TASK BRIEF:
Retype, without any change, the first line of the records and every line after it through the one containing "use async_trait::async_trait;".

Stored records
= = = = =
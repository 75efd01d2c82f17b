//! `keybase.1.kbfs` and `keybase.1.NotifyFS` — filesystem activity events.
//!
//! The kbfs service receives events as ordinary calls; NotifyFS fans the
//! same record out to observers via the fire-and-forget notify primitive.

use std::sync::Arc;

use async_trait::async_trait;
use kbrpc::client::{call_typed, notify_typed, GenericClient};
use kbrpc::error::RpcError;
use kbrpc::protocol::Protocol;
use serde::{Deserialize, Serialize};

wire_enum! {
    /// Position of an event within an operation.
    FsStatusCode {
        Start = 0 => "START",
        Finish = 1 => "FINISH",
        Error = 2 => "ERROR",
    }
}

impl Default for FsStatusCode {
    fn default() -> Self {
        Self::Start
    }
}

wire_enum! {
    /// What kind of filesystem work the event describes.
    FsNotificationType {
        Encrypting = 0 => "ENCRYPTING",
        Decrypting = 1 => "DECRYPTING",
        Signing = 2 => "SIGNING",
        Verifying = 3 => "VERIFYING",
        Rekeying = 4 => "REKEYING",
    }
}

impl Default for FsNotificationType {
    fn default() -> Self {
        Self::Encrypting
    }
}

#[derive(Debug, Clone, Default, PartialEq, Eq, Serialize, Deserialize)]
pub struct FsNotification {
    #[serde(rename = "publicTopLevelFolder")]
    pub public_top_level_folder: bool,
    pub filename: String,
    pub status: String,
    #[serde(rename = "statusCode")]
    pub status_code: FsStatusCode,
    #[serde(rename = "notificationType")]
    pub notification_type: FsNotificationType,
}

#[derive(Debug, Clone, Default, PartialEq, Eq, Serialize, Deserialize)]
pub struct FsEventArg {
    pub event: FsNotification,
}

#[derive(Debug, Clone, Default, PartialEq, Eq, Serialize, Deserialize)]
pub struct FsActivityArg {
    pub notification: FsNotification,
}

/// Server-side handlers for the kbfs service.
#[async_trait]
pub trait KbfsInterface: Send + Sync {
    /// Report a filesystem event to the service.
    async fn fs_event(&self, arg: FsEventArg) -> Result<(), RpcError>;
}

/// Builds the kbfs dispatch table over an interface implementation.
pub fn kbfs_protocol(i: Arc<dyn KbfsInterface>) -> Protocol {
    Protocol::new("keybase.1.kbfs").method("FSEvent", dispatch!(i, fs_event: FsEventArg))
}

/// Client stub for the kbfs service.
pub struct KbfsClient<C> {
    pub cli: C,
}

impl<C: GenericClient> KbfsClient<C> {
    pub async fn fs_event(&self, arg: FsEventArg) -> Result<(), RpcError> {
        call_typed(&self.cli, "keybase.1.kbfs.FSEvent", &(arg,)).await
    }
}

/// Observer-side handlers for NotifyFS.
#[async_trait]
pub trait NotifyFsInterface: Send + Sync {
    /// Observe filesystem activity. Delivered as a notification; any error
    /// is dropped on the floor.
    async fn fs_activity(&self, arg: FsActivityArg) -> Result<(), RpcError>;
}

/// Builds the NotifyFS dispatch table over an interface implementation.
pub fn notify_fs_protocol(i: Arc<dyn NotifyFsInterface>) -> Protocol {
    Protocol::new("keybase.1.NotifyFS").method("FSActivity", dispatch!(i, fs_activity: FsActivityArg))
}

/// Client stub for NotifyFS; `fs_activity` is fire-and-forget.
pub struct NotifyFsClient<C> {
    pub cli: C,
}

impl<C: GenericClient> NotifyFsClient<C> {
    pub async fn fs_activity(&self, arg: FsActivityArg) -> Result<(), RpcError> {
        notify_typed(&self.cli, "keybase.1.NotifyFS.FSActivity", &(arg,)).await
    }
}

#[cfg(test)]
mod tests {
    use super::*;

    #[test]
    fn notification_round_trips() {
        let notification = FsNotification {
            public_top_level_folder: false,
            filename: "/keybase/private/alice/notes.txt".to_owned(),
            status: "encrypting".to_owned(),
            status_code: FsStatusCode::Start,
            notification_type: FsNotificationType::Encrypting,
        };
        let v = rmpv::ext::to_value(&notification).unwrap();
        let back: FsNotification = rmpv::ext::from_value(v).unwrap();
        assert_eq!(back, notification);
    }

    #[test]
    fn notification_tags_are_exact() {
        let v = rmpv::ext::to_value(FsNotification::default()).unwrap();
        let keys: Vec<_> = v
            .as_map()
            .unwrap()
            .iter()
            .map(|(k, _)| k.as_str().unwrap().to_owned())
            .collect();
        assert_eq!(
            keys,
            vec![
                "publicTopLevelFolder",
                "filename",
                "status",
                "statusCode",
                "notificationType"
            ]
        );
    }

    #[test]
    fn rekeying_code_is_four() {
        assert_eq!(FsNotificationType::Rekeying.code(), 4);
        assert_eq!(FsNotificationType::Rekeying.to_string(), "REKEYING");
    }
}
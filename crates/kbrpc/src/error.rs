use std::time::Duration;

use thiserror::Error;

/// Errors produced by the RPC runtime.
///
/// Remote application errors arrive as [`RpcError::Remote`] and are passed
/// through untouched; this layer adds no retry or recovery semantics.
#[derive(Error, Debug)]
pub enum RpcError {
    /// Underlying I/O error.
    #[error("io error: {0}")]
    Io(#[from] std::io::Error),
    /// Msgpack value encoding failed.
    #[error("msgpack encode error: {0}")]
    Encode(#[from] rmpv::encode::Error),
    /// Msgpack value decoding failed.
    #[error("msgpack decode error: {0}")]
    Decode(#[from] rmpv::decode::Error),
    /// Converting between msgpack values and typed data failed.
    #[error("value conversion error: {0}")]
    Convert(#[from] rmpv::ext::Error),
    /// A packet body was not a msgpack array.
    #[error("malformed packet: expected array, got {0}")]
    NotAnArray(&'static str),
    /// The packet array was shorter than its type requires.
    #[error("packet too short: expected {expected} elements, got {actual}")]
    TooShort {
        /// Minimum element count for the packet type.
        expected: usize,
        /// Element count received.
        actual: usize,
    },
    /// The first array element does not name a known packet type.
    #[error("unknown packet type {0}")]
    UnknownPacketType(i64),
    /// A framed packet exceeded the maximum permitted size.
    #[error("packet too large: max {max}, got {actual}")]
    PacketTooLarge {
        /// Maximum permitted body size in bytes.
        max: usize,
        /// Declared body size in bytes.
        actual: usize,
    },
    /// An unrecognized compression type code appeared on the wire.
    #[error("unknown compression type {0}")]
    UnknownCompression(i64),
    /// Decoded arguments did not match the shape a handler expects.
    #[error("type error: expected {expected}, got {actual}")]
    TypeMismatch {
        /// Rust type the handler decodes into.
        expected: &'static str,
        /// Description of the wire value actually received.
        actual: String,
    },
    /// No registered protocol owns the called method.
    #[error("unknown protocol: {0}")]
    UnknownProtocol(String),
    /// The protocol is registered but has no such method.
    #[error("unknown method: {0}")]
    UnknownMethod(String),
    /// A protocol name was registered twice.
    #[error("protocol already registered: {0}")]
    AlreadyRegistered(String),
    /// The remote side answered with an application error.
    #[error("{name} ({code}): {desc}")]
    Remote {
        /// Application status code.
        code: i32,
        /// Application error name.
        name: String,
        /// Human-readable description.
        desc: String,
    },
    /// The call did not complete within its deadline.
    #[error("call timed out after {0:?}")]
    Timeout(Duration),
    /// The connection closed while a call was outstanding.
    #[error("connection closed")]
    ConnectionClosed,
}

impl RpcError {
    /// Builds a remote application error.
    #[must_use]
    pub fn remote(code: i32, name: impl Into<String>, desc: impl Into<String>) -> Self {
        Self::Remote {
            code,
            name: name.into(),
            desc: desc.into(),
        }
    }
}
= = = = =
EXERCISE RESULT:
repository 75efd01d2c82f17b
//! `keybase.1.kbfs` and `keybase.1.NotifyFS` — filesystem activity events.
//!
//! The kbfs service receives events as ordinary calls; NotifyFS fans the
//! same record out to observers via the fire-and-forget notify primitive.

use std::sync::Arc;

use async_trait::async_trait;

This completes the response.